AVAILABLE RECORDS:
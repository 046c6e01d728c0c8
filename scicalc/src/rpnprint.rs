use crate::parser::{precedence, RPNExpr};
use crate::token::{Func1, Token};
use std::fmt;

fn arity(token: &Token) -> usize {
    match *token {
        Token::Func1(_) => 1,
        Token::Func2(_) | Token::Op(_) => 2,
        _ => 0,
    }
}

// a printed subexpression and the precedence of its outermost operator
type Printed = (String, usize);

fn leaf(token: &Token) -> Option<Printed> {
    match *token {
        Token::Number(x) if x < 0.0 => Some((format!("({})", x), 99)),
        Token::Number(_) => Some((token.to_string(), 99)),
        _ => None,
    }
}

fn node(token: &Token, mut args: Vec<Printed>) -> Printed {
    match *token {
        Token::Func1(Func1::Neg) => (format!("(-({}))", args[0].0), 99),
        Token::Func1(func) => (format!("{}({})", func, args[0].0), 99),
        Token::Func2(func) => (format!("{}({}, {})", func, args[0].0, args[1].0), 99),
        _ => {
            let (rhs, lhs) = (args.swap_remove(1), args.swap_remove(0));
            let prec = precedence(token);
            // everything is left associative
            let mut out = if prec > lhs.1 {
                format!("({})", lhs.0)
            } else {
                lhs.0
            };
            out.push_str(&format!(" {} ", token));
            if prec >= rhs.1 {
                out.push_str(&format!("({})", rhs.0));
            } else {
                out.push_str(&rhs.0);
            }
            (out, prec)
        }
    }
}

impl RPNExpr {
    // Replays the postfix on a stack of printed subexpressions. None if the
    // expression doesn't reduce to a single one.
    fn to_infix(&self) -> Option<String> {
        let mut printed: Vec<Printed> = Vec::new();
        for token in self.iter() {
            let n = arity(token);
            if n == 0 {
                printed.push(leaf(token)?);
                continue;
            }
            if printed.len() < n {
                return None;
            }
            let args = printed.split_off(printed.len() - n);
            printed.push(node(token, args));
        }
        match printed.len() {
            1 => printed.pop().map(|(infix, _)| infix),
            _ => None,
        }
    }
}

// Infix form with only the brackets precedence requires. Negative numbers
// and negations keep theirs so the output can be fed back to the validator.
impl fmt::Display for RPNExpr {
    fn fmt(&self, f: &mut fmt::Formatter) -> fmt::Result {
        match self.to_infix() {
            Some(infix) => write!(f, "{}", infix),
            None => write!(f, "{}", self.postfix()),
        }
    }
}
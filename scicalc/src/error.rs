use thiserror::Error;

/// Every way an expression can be rejected, from validation to evaluation.
#[derive(Error, Debug, Clone, PartialEq)]
pub enum InvalidExpression {
    #[error("the expression is empty")]
    EmptyExpression,
    #[error("an expression can't start or end with '{0}'")]
    InvalidBoundaryCharacter(char),
    #[error("invalid character(s) '{0}' in the expression")]
    InvalidCharacter(String),
    #[error("brackets are not paired correctly")]
    UnbalancedBrackets,
    #[error("too many commas, min and max take exactly two arguments")]
    TooManyCommas,
    #[error("missing commas, min and max take exactly two arguments")]
    TooFewCommas,
    #[error("two operators in a row")]
    ConsecutiveOperators,
    #[error("negate numbers, variables or bracketed expressions only, e.g. '(-3)' or '-(sin(3))'")]
    MissingUnaryBrackets,
    #[error("variable {0} is not defined")]
    UndefinedVariable(char),
    #[error("variable {0} refers back to itself")]
    CircularReference(char),
    #[error("'{0}' is not a valid variable name, use a capital letter A-Z")]
    InvalidVariableName(String),
    #[error("no tokens to evaluate")]
    EmptyInput,
    #[error("unrecognised token: {0}")]
    UnrecognisedToken(String),
    #[error("not enough operands")]
    InsufficientOperands,
    #[error("division by zero")]
    DivisionByZero,
    #[error("square root of a negative number")]
    NegativeSquareRoot,
    #[error("maximum numeric range exceeded, try a smaller calculation")]
    NumericOverflow,
    #[error("the result is not a real number")]
    UndefinedResult,
    #[error("the expression does not reduce to a single value")]
    MalformedExpression,
}
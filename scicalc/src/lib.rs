//! A scientific calculator.
//!
//! Expressions go through three stages: the [`Validator`] checks the text
//! and turns it into tokens, the [`ShuntingParser`] reorders them into
//! postfix, and [`rpneval::eval`] runs the result on a stack machine.
//!
//! ```
//! use scicalc::{calculate, MathValue, Variables};
//!
//! let mut vars = Variables::new();
//! vars.set('A', "1.5").unwrap();
//! let (value, target) = calculate("B = 2 * max(A, 1)", &vars).unwrap();
//! assert_eq!(value, MathValue::Integer(3));
//! assert_eq!(target, Some('B'));
//! ```

pub mod collections;
pub mod parser;
pub mod rpneval;
pub mod validator;

mod error;
mod rpnprint;
mod token;
mod variables;

pub use error::InvalidExpression;
pub use parser::{RPNExpr, ShuntingParser};
pub use rpneval::MathValue;
pub use token::{Func1, Func2, InfixExpr, Operator, Token};
pub use validator::Validator;
pub use variables::Variables;

/// Check an expression and expand it into tokens. Also returns the
/// variable an `X=...` expression assigns to.
pub fn validate(expression: &str, vars: &Variables) -> Result<(InfixExpr, Option<char>), InvalidExpression> {
    Validator::new(vars).validate(expression)
}

pub fn convert(tokens: InfixExpr) -> Result<RPNExpr, InvalidExpression> {
    ShuntingParser::parse(tokens)
}

pub fn evaluate(rpn: RPNExpr) -> Result<MathValue, InvalidExpression> {
    rpneval::eval(rpn)
}

/// All three stages in a row. Storing the value under the returned
/// variable name is up to the caller.
pub fn calculate(expression: &str, vars: &Variables) -> Result<(MathValue, Option<char>), InvalidExpression> {
    let (tokens, target) = validate(expression, vars)?;
    let value = evaluate(convert(tokens)?)?;
    Ok((value, target))
}

#[cfg(test)]
mod parser_test;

TASK STATEMENT:
Beginning at the line with "let mut printed: Vec<Printed>" and ending at the line with "impl fmt::Display for", reproduce each line of the data above exactly, and add no other lines.

THE ANSWER:
        let mut printed: Vec<Printed> = Vec::new();
        for token in self.iter() {
            let n = arity(token);
            if n == 0 {
                printed.push(leaf(token)?);
                continue;
            }
            if printed.len() < n {
                return None;
            }
            let args = printed.split_off(printed.len() - n);
            printed.push(node(token, args));
        }
        match printed.len() {
            1 => printed.pop().map(|(infix, _)| infix),
            _ => None,
        }
    }
}

// Infix form with only the brackets precedence requires. Negative numbers
// and negations keep theirs so the output can be fed back to the validator.
impl fmt::Display for RPNExpr {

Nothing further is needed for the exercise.